EXERCISE BRIEF:
Take the entries that follow and return exactly the lines from the one holding "or environment defaults." through the one holding "for (key, value) in table", both included. Nothing else is needed.

= = = = =

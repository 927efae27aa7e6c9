// crates/trellis-core/src/config.rs
// ============================================================================
// Module: Trellis Properties
// Description: Layered, dot-keyed configuration for Trellis applications.
// Purpose: Load base and mode-profile TOML files and apply caller overrides.
// Dependencies: serde, toml
// ============================================================================

//! ## Overview
//! Properties are loaded from `application.toml` and the profile file
//! `application.<mode>.toml` in the configuration directory, flattened into
//! dot-separated keys, and finally overlaid with caller overrides which always
//! win. Files over the size limit or with invalid UTF-8 fail closed.

// ============================================================================
// SECTION: Imports
// ============================================================================

use std::collections::BTreeMap;
use std::env;
use std::fs;
use std::io;
use std::net::Ipv6Addr;
use std::path::Path;
use std::path::PathBuf;

use thiserror::Error;

use crate::mode::Mode;

// ============================================================================
// SECTION: Constants
// ============================================================================

/// Default configuration directory when none is specified.
const DEFAULT_CONF_DIR: &str = "conf";
/// Environment variable used to override the configuration directory.
pub const CONF_DIR_ENV_VAR: &str = "TRELLIS_CONF_DIR";
/// Base configuration file name.
const BASE_FILE_STEM: &str = "application";
/// Maximum configuration file size in bytes.
pub(crate) const MAX_CONFIG_FILE_SIZE: usize = 1024 * 1024;
/// Maximum length of a property key.
pub(crate) const MAX_PROPERTY_KEY_LENGTH: usize = 256;
/// Default session cookie prefix.
pub(crate) const DEFAULT_COOKIE_PREFIX: &str = "TRELLIS";
/// Host advertised in server URLs when none is configured.
pub(crate) const DEFAULT_ADVERTISED_HOST: &str = "localhost";

/// Property key for the listen host.
pub const SERVER_HOST_KEY: &str = "server.host";
/// Property key for the listen port.
pub const SERVER_PORT_KEY: &str = "server.port";
/// Property key for the application context path.
pub const SERVER_CONTEXT_PATH_KEY: &str = "server.context_path";
/// Property key for the session cookie prefix.
pub const COOKIE_PREFIX_KEY: &str = "application.cookie_prefix";

// ============================================================================
// SECTION: Properties
// ============================================================================

/// Flat map of dot-separated property keys to string values.
#[derive(Debug, Clone, Default, PartialEq, Eq)]
pub struct Properties {
    /// Resolved values keyed by dotted path.
    values: BTreeMap<String, String>,
}

impl Properties {
    /// Creates an empty property set.
    #[must_use]
    pub fn new() -> Self {
        Self::default()
    }

    /// Loads properties for `mode` from the resolved configuration directory.
    ///
    /// The directory is `dir` when given, else `TRELLIS_CONF_DIR`, else `conf`.
    ///
    /// # Errors
    ///
    /// Returns [`ConfigError`] when a present file cannot be read or parsed.
    pub fn load(dir: Option<&Path>, mode: Mode) -> Result<Self, ConfigError> {
        let resolved = resolve_dir(dir);
        Self::load_from_dir(&resolved, mode)
    }

    /// Loads properties for `mode` from a specific directory.
    ///
    /// Missing files contribute nothing; the profile file overrides the base.
    ///
    /// # Errors
    ///
    /// Returns [`ConfigError`] when a present file cannot be read or parsed.
    pub fn load_from_dir(dir: &Path, mode: Mode) -> Result<Self, ConfigError> {
        let mut properties = Self::new();
        let base = dir.join(format!("{BASE_FILE_STEM}.toml"));
        let profile = dir.join(format!("{BASE_FILE_STEM}.{mode}.toml"));
        for path in [base, profile] {
            if let Some(content) = read_optional(&path)? {
                properties.merge_toml(&content)?;
            }
        }
        Ok(properties)
    }

    /// Parses a TOML document and merges its flattened keys over this set.
    ///
    /// # Errors
    ///
    /// Returns [`ConfigError`] when the document is invalid or holds arrays.
    pub fn merge_toml(&mut self, content: &str) -> Result<(), ConfigError> {
        let table: toml::Table =
            toml::from_str(content).map_err(|err| ConfigError::Parse(err.to_string()))?;
        flatten_table(&table, "", &mut self.values)
    }

    /// Applies overrides on top of every loaded value.
    ///
    /// # Errors
    ///
    /// Returns [`ConfigError::Invalid`] when an override key is malformed.
    pub fn apply_overrides<'a, I>(&mut self, overrides: I) -> Result<(), ConfigError>
    where
        I: IntoIterator<Item = (&'a String, &'a String)>,
    {
        for (key, value) in overrides {
            validate_key(key)?;
            self.values.insert(key.clone(), value.clone());
        }
        Ok(())
    }

    /// Sets a single property.
    ///
    /// # Errors
    ///
    /// Returns [`ConfigError::Invalid`] when the key is malformed.
    pub fn set(&mut self, key: &str, value: impl Into<String>) -> Result<(), ConfigError> {
        validate_key(key)?;
        self.values.insert(key.to_string(), value.into());
        Ok(())
    }

    /// Returns the value for `key`.
    #[must_use]
    pub fn get(&self, key: &str) -> Option<&str> {
        self.values.get(key).map(String::as_str)
    }

    /// Returns the value for `key` or `default` when unset.
    #[must_use]
    pub fn get_or<'a>(&'a self, key: &str, default: &'a str) -> &'a str {
        self.get(key).unwrap_or(default)
    }

    /// Returns the value for `key` or an error naming the missing key.
    ///
    /// # Errors
    ///
    /// Returns [`ConfigError::Invalid`] when the key is unset.
    pub fn require(&self, key: &str) -> Result<&str, ConfigError> {
        self.get(key).ok_or_else(|| ConfigError::Invalid(format!("{key} is required")))
    }

    /// Parses `key` as a boolean (`true`/`false`).
    ///
    /// # Errors
    ///
    /// Returns [`ConfigError::Invalid`] when the value is not a boolean.
    pub fn get_bool(&self, key: &str) -> Result<Option<bool>, ConfigError> {
        self.get(key)
            .map(|raw| match raw.trim() {
                "true" => Ok(true),
                "false" => Ok(false),
                _ => Err(ConfigError::Invalid(format!("{key} must be true or false"))),
            })
            .transpose()
    }

    /// Parses `key` as a TCP port.
    ///
    /// # Errors
    ///
    /// Returns [`ConfigError::Invalid`] when the value is not in `1..=65535`.
    pub fn get_u16(&self, key: &str) -> Result<Option<u16>, ConfigError> {
        self.get(key)
            .map(|raw| {
                raw.trim()
                    .parse::<u16>()
                    .map_err(|_| ConfigError::Invalid(format!("{key} must be an integer port")))
            })
            .transpose()
    }

    /// Iterates over all properties in key order.
    pub fn iter(&self) -> impl Iterator<Item = (&str, &str)> {
        self.values.iter().map(|(key, value)| (key.as_str(), value.as_str()))
    }

    /// Returns the number of properties.
    #[must_use]
    pub fn len(&self) -> usize {
        self.values.len()
    }

    /// Returns true when no properties are set.
    #[must_use]
    pub fn is_empty(&self) -> bool {
        self.values.is_empty()
    }
}

// ============================================================================
// SECTION: Server Settings
// ============================================================================

/// Server-facing settings resolved from [`Properties`].
#[derive(Debug, Clone, PartialEq, Eq)]
pub struct ServerSettings {
    /// Configured listen host, if any.
    pub host: Option<String>,
    /// Configured listen port, if any.
    pub port: Option<u16>,
    /// Context path prefix (`""` for root, otherwise `/segment...`).
    pub context_path: String,
    /// Session cookie prefix.
    pub cookie_prefix: String,
}

impl ServerSettings {
    /// Resolves server settings from properties.
    ///
    /// # Errors
    ///
    /// Returns [`ConfigError::Invalid`] when a value is malformed.
    pub fn from_properties(properties: &Properties) -> Result<Self, ConfigError> {
        let host = properties
            .get(SERVER_HOST_KEY)
            .map(str::trim)
            .filter(|host| !host.is_empty())
            .map(normalize_host)
            .transpose()?;
        let port = properties.get_u16(SERVER_PORT_KEY)?;
        let context_path =
            normalize_context_path(properties.get_or(SERVER_CONTEXT_PATH_KEY, ""))?;
        let cookie_prefix = properties.get_or(COOKIE_PREFIX_KEY, DEFAULT_COOKIE_PREFIX).trim();
        validate_cookie_prefix(cookie_prefix)?;
        Ok(Self {
            host,
            port,
            context_path,
            cookie_prefix: cookie_prefix.to_string(),
        })
    }

    /// Returns the host used in advertised URLs.
    #[must_use]
    pub fn advertised_host(&self) -> &str {
        self.host.as_deref().unwrap_or(DEFAULT_ADVERTISED_HOST)
    }

    /// Returns `host:port` for advertised URLs, bracketing IPv6 literals.
    #[must_use]
    pub fn advertised_authority(&self, port: u16) -> String {
        authority(self.advertised_host(), port)
    }

    /// Returns `host:port` to bind, using `default_host` when no host is set.
    #[must_use]
    pub fn bind_address(&self, default_host: &str, port: u16) -> String {
        authority(self.host.as_deref().unwrap_or(default_host), port)
    }

    /// Returns the session cookie name.
    #[must_use]
    pub fn session_cookie_name(&self) -> String {
        format!("{}_SESSION", self.cookie_prefix)
    }
}

// ============================================================================
// SECTION: Errors
// ============================================================================

/// Configuration loading errors.
#[derive(Debug, Error)]
pub enum ConfigError {
    /// I/O failure while reading configuration.
    #[error("config io error: {0}")]
    Io(String),
    /// TOML parsing error.
    #[error("config parse error: {0}")]
    Parse(String),
    /// Invalid configuration data.
    #[error("invalid config: {0}")]
    Invalid(String),
}

// ============================================================================
// SECTION: Helpers
// ============================================================================

/// Resolves the configuration directory from caller or environment defaults.
fn resolve_dir(dir: Option<&Path>) -> PathBuf {
    if let Some(dir) = dir {
        return dir.to_path_buf();
    }
    match env::var(CONF_DIR_ENV_VAR) {
        Ok(env_dir) if !env_dir.trim().is_empty() => PathBuf::from(env_dir),
        _ => PathBuf::from(DEFAULT_CONF_DIR),
    }
}

/// Reads a configuration file, returning `None` when it does not exist.
fn read_optional(path: &Path) -> Result<Option<String>, ConfigError> {
    let bytes = match fs::read(path) {
        Ok(bytes) => bytes,
        Err(err) if err.kind() == io::ErrorKind::NotFound => return Ok(None),
        Err(err) => return Err(ConfigError::Io(format!("{}: {err}", path.display()))),
    };
    if bytes.len() > MAX_CONFIG_FILE_SIZE {
        return Err(ConfigError::Invalid(format!(
            "{} exceeds size limit",
            path.display()
        )));
    }
    String::from_utf8(bytes)
        .map(Some)
        .map_err(|_| ConfigError::Invalid(format!("{} must be utf-8", path.display())))
}

/// Strips brackets from an IPv6 literal; other hosts pass through unchanged.
fn normalize_host(raw: &str) -> Result<String, ConfigError> {
    match raw.strip_prefix('[').and_then(|rest| rest.strip_suffix(']')) {
        Some(inner) if inner.parse::<Ipv6Addr>().is_ok() => Ok(inner.to_string()),
        Some(_) => {
            Err(ConfigError::Invalid(format!("{SERVER_HOST_KEY} `{raw}` is not an ipv6 literal")))
        }
        None if raw.contains(['[', ']', '/']) => {
            Err(ConfigError::Invalid(format!("{SERVER_HOST_KEY} `{raw}` is not a host name")))
        }
        None => Ok(raw.to_string()),
    }
}

/// Joins a host and port, bracketing IPv6 literals.
fn authority(host: &str, port: u16) -> String {
    if host.parse::<Ipv6Addr>().is_ok() {
        format!("[{host}]:{port}")
    } else {
        format!("{host}:{port}")
    }
}

/// Flattens a TOML table into dot-separated keys.
fn flatten_table(
    table: &toml::Table,
    prefix: &str,
    out: &mut BTreeMap<String, String>,
) -> Result<(), ConfigError> {
    for (key, value) in table {
        let path = if prefix.is_empty() { key.clone() } else { format!("{prefix}.{key}") };
        match value {
            toml::Value::Table(inner) => flatten_table(inner, &path, out)?,
            toml::Value::Array(_) => {
                return Err(ConfigError::Invalid(format!("{path}: arrays are not supported")));
            }
            toml::Value::String(text) => {
                out.insert(path, text.clone());
            }
            toml::Value::Integer(number) => {
                out.insert(path, number.to_string());
            }
            toml::Value::Float(number) => {
                out.insert(path, number.to_string());
            }
            toml::Value::Boolean(flag) => {
                out.insert(path, flag.to_string());
            }
            toml::Value::Datetime(stamp) => {
                out.insert(path, stamp.to_string());
            }
        }
    }
    Ok(())
}

/// Validates a dot-separated property key.
fn validate_key(key: &str) -> Result<(), ConfigError> {
    if key.is_empty() || key.len() > MAX_PROPERTY_KEY_LENGTH {
        return Err(ConfigError::Invalid("property key length out of range".to_string()));
    }
    if key.split('.').any(|segment| segment.is_empty() || segment.chars().any(char::is_whitespace))
    {
        return Err(ConfigError::Invalid(format!("property key `{key}` is malformed")));
    }
    Ok(())
}

/// Normalizes a context path to `""` or `/segment...` without trailing slash.
fn normalize_context_path(raw: &str) -> Result<String, ConfigError> {
    let trimmed = raw.trim();
    if trimmed.is_empty() || trimmed == "/" {
        return Ok(String::new());
    }
    if !trimmed.starts_with('/') {
        return Err(ConfigError::Invalid(format!(
            "{SERVER_CONTEXT_PATH_KEY} must start with '/'"
        )));
    }
    if trimmed.ends_with('/') {
        return Err(ConfigError::Invalid(format!(
            "{SERVER_CONTEXT_PATH_KEY} must not end with '/'"
        )));
    }
    Ok(trimmed.to_string())
}

/// Validates a cookie prefix as a cookie-name-safe token.
fn validate_cookie_prefix(prefix: &str) -> Result<(), ConfigError> {
    let valid = !prefix.is_empty()
        && prefix.chars().all(|ch| ch.is_ascii_alphanumeric() || ch == '_' || ch == '-');
    if valid {
        Ok(())
    } else {
        Err(ConfigError::Invalid(format!("{COOKIE_PREFIX_KEY} must be an alphanumeric token")))
    }
}

// ============================================================================
// SECTION: Tests
// ============================================================================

= = = = =

RESULT OF THE TASK:
/// Resolves the configuration directory from caller or environment defaults.
fn resolve_dir(dir: Option<&Path>) -> PathBuf {
    if let Some(dir) = dir {
        return dir.to_path_buf();
    }
    match env::var(CONF_DIR_ENV_VAR) {
        Ok(env_dir) if !env_dir.trim().is_empty() => PathBuf::from(env_dir),
        _ => PathBuf::from(DEFAULT_CONF_DIR),
    }
}

/// Reads a configuration file, returning `None` when it does not exist.
fn read_optional(path: &Path) -> Result<Option<String>, ConfigError> {
    let bytes = match fs::read(path) {
        Ok(bytes) => bytes,
        Err(err) if err.kind() == io::ErrorKind::NotFound => return Ok(None),
        Err(err) => return Err(ConfigError::Io(format!("{}: {err}", path.display()))),
    };
    if bytes.len() > MAX_CONFIG_FILE_SIZE {
        return Err(ConfigError::Invalid(format!(
            "{} exceeds size limit",
            path.display()
        )));
    }
    String::from_utf8(bytes)
        .map(Some)
        .map_err(|_| ConfigError::Invalid(format!("{} must be utf-8", path.display())))
}

/// Strips brackets from an IPv6 literal; other hosts pass through unchanged.
fn normalize_host(raw: &str) -> Result<String, ConfigError> {
    match raw.strip_prefix('[').and_then(|rest| rest.strip_suffix(']')) {
        Some(inner) if inner.parse::<Ipv6Addr>().is_ok() => Ok(inner.to_string()),
        Some(_) => {
            Err(ConfigError::Invalid(format!("{SERVER_HOST_KEY} `{raw}` is not an ipv6 literal")))
        }
        None if raw.contains(['[', ']', '/']) => {
            Err(ConfigError::Invalid(format!("{SERVER_HOST_KEY} `{raw}` is not a host name")))
        }
        None => Ok(raw.to_string()),
    }
}

/// Joins a host and port, bracketing IPv6 literals.
fn authority(host: &str, port: u16) -> String {
    if host.parse::<Ipv6Addr>().is_ok() {
        format!("[{host}]:{port}")
    } else {
        format!("{host}:{port}")
    }
}

/// Flattens a TOML table into dot-separated keys.
fn flatten_table(
    table: &toml::Table,
    prefix: &str,
    out: &mut BTreeMap<String, String>,
) -> Result<(), ConfigError> {
    for (key, value) in table {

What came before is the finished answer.